[[ Material provided open ]]
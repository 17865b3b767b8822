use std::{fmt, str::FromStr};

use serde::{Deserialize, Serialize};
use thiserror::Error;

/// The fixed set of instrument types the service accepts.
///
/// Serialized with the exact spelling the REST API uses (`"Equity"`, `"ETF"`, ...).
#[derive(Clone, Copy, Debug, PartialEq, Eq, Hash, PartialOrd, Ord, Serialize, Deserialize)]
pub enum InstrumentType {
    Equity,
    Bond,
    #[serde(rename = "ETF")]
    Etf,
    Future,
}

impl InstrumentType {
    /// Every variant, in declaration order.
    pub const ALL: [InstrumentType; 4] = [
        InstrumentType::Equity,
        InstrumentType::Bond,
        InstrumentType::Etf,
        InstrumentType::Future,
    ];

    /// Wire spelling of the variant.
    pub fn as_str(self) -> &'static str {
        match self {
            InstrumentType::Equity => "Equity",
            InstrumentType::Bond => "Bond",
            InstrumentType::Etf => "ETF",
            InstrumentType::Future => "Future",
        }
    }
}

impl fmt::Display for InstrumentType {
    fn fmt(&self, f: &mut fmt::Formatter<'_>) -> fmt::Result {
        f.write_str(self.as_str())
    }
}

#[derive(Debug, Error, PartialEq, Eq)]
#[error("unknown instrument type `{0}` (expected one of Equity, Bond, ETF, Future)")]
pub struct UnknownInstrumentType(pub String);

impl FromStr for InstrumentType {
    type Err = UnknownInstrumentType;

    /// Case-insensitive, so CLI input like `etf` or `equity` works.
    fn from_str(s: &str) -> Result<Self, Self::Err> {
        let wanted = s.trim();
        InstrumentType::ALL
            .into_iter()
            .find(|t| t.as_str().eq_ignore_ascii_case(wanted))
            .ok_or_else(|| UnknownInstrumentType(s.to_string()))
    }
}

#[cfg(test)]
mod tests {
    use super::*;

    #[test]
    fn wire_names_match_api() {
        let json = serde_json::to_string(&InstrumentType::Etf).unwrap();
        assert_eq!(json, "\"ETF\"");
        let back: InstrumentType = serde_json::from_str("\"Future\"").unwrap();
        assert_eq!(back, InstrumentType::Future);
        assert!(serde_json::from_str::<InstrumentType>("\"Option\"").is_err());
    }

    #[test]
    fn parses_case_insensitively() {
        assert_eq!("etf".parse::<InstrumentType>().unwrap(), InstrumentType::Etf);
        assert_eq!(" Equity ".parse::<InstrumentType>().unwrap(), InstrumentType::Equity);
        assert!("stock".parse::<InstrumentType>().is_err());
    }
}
[[ Material provided closed ]]
Activity:
Filter the records above down to the lines containing "Result".

Reply to the exercise:
    fn fmt(&self, f: &mut fmt::Formatter<'_>) -> fmt::Result {
    fn from_str(s: &str) -> Result<Self, Self::Err> {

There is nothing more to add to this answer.